Adderall is a central nervous system stimulant with powerful addictive properties. You can become addicted to Adderall if you take it for an extended period, in large doses. Although the drug is often prescribed to treat disorders such as attention deficit hyperactive disorder (ADHD) and narcolepsy in children and teenagers, using it for longer than prescribed is not advised. Unchecked use and abuse of this drug will ultimately lead to potentially fatal consequences.

Adderall increases levels of dopamine in the brain, inducing euphoria, alertness, and razor-sharp focus. This is why it is commonly abused by students and those looking to enhance performance at work.

If you find yourself or a loved one struggling to quit using Adderall, you can get help. Treatment is available to help you kick the habit and live a healthy life again. You can find experts with experience treating abuse and addiction, who can help you take the right steps towards recovery.

What is Adderall?

To fully grasp the concept of Adderall addiction, you have to understand what it is and how it interacts with your system.

Adderall is a prescription medication generally used to treat children and adults afflicted with Attention Deficit Hyperactivity Disorder (ADHD) and narcolepsy.
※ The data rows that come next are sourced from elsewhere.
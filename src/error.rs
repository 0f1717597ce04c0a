//! # Engine Errors
//!
//! Crate-level error type. Module errors (`PoolError`, `CacheBackendError`,
//! `HashRingError`, `ConfigurationError`) convert into [`EngineError`] so callers
//! composing several components can use a single `?`.
//!
//! Expected execution failures do not travel through this type: the executor
//! converts them into a failed [`TaskResult`](crate::execution::TaskResult)
//! carrying a classified [`TaskError`](crate::execution::TaskError).

use crate::cache::{CacheBackendError, HashRingError};
use crate::config::ConfigurationError;
use crate::pool::PoolError;

#[derive(Debug, thiserror::Error)]
pub enum EngineError {
    #[error("Configuration error: {0}")]
    Configuration(#[from] ConfigurationError),

    #[error("Pool error: {0}")]
    Pool(#[from] PoolError),

    #[error("Cache backend error: {0}")]
    CacheBackend(#[from] CacheBackendError),

    #[error("Hash ring error: {0}")]
    HashRing(#[from] HashRingError),

    #[error("Engine is shutting down")]
    ShuttingDown,

    #[error("Invalid state: {0}")]
    InvalidState(String),
}

pub type Result<T> = std::result::Result<T, EngineError>;
mod common;

use common::strategies::*;
use proptest::prelude::*;
use std::collections::HashMap;
use std::time::Duration;
use tasklane::cache::{CacheEntry, ConsistentHashRing, ExpiringMap};

const VIRTUAL_NODES: usize = 100;

proptest! {
    /// Property: a fixed ring always routes a key to the same node
    #[test]
    fn ring_routing_is_deterministic(
        nodes in node_names_strategy(6),
        key in cache_key_strategy(),
    ) {
        let ring = ConsistentHashRing::with_nodes(VIRTUAL_NODES, nodes.clone());
        let first = ring.get_node(&key).unwrap();
        prop_assert!(nodes.contains(&first));
        for _ in 0..50 {
            prop_assert_eq!(ring.get_node(&key).unwrap(), first.clone());
        }

        // Insertion order does not matter
        let reversed = ConsistentHashRing::with_nodes(VIRTUAL_NODES, nodes.iter().rev().cloned());
        prop_assert_eq!(reversed.get_node(&key).unwrap(), first);
    }

    /// Property: adding a node only moves keys onto that node, and about its fair share of them
    #[test]
    fn adding_a_node_disrupts_minimally(nodes in node_names_strategy(8)) {
        let total_keys: usize = 1_000;
        let keys: Vec<String> = (0..total_keys).map(|i| format!("key:{i}")).collect();

        let mut ring = ConsistentHashRing::with_nodes(VIRTUAL_NODES, nodes.clone());
        let before: HashMap<&String, String> = keys
            .iter()
            .map(|key| (key, ring.get_node(key).unwrap()))
            .collect();

        prop_assert!(ring.add_node("node-added"));
        let moved: Vec<&String> = keys
            .iter()
            .filter(|key| ring.get_node(key).unwrap() != before[key])
            .collect();

        for key in &moved {
            prop_assert_eq!(ring.get_node(key).unwrap(), "node-added".to_string());
        }
        let fair_share = total_keys.div_ceil(nodes.len() + 1);
        prop_assert!(
            moved.len() <= fair_share + fair_share / 2 + 20,
            "moved {} keys, fair share {}",
            moved.len(),
            fair_share
        );
    }

    /// Property: values read back before their TTL are unchanged
    #[test]
    fn expiring_map_round_trips_live_values(
        keys in cache_keys_strategy(32),
        value in json_value_strategy(),
    ) {
        let map: ExpiringMap<serde_json::Value> = ExpiringMap::new(64, Duration::from_secs(60));
        for key in &keys {
            map.set(key.clone(), value.clone(), Duration::from_secs(60));
        }
        for key in &keys {
            prop_assert_eq!(map.get(key), Some(value.clone()));
        }
        prop_assert_eq!(map.len(), keys.len());
    }

    /// Property: tag invalidation removes exactly the entries sharing a tag
    #[test]
    fn tag_invalidation_removes_exactly_intersecting_entries(
        tagged in prop::collection::vec(tag_set_strategy(), 1..20),
        target in tag_set_strategy(),
    ) {
        let map: ExpiringMap<usize> = ExpiringMap::new(64, Duration::from_secs(60));
        for (i, tags) in tagged.iter().enumerate() {
            map.set_entry(
                CacheEntry::new(format!("entry:{i}"), i, Duration::from_secs(60))
                    .with_tags(tags.clone()),
            );
        }

        let mut removed = map.remove_where(|entry| entry.has_any_tag(&target));
        removed.sort();
        let mut expected: Vec<String> = tagged
            .iter()
            .enumerate()
            .filter(|(_, tags)| tags.iter().any(|tag| target.contains(tag)))
            .map(|(i, _)| format!("entry:{i}"))
            .collect();
        expected.sort();
        prop_assert_eq!(removed, expected);

        for (i, tags) in tagged.iter().enumerate() {
            let survives = !tags.iter().any(|tag| target.contains(tag));
            prop_assert_eq!(map.get(&format!("entry:{i}")).is_some(), survives);
        }
    }
}

#[test]
fn test_named_ring_scenario_is_stable() {
    let ring = ConsistentHashRing::with_nodes(VIRTUAL_NODES, ["cache-a", "cache-b", "cache-c"]);
    let node = ring.get_node("user:42").unwrap();
    assert!((0..1_000).all(|_| ring.get_node("user:42").unwrap() == node));
    assert_eq!(ring.position_count(), 300);
}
It is the brand name of a combination drug that is produced by synthesising two central nervous system stimulants: amphetamine and dextroamphetamine.

ADHD is a disorder characterised by a lack of attention, impulsive behaviours and unstable hyperactivity. Narcolepsy is marked by uncontrollable deep sleep, often accompanied by hallucinations and brief paralysis.

At prescribed doses, Adderall calms the symptoms of ADHD and induces increased wakefulness, improved cognitive control, euphoria and muscle strength. However, when taken without prescription in large doses, it can result in psychosis and rapid muscle breakdown.

There’s also a risk of developing an addiction to the drug. Your brain might become dependent on Adderall after long-term, consistent usage, leading you to need it for even basic brain function.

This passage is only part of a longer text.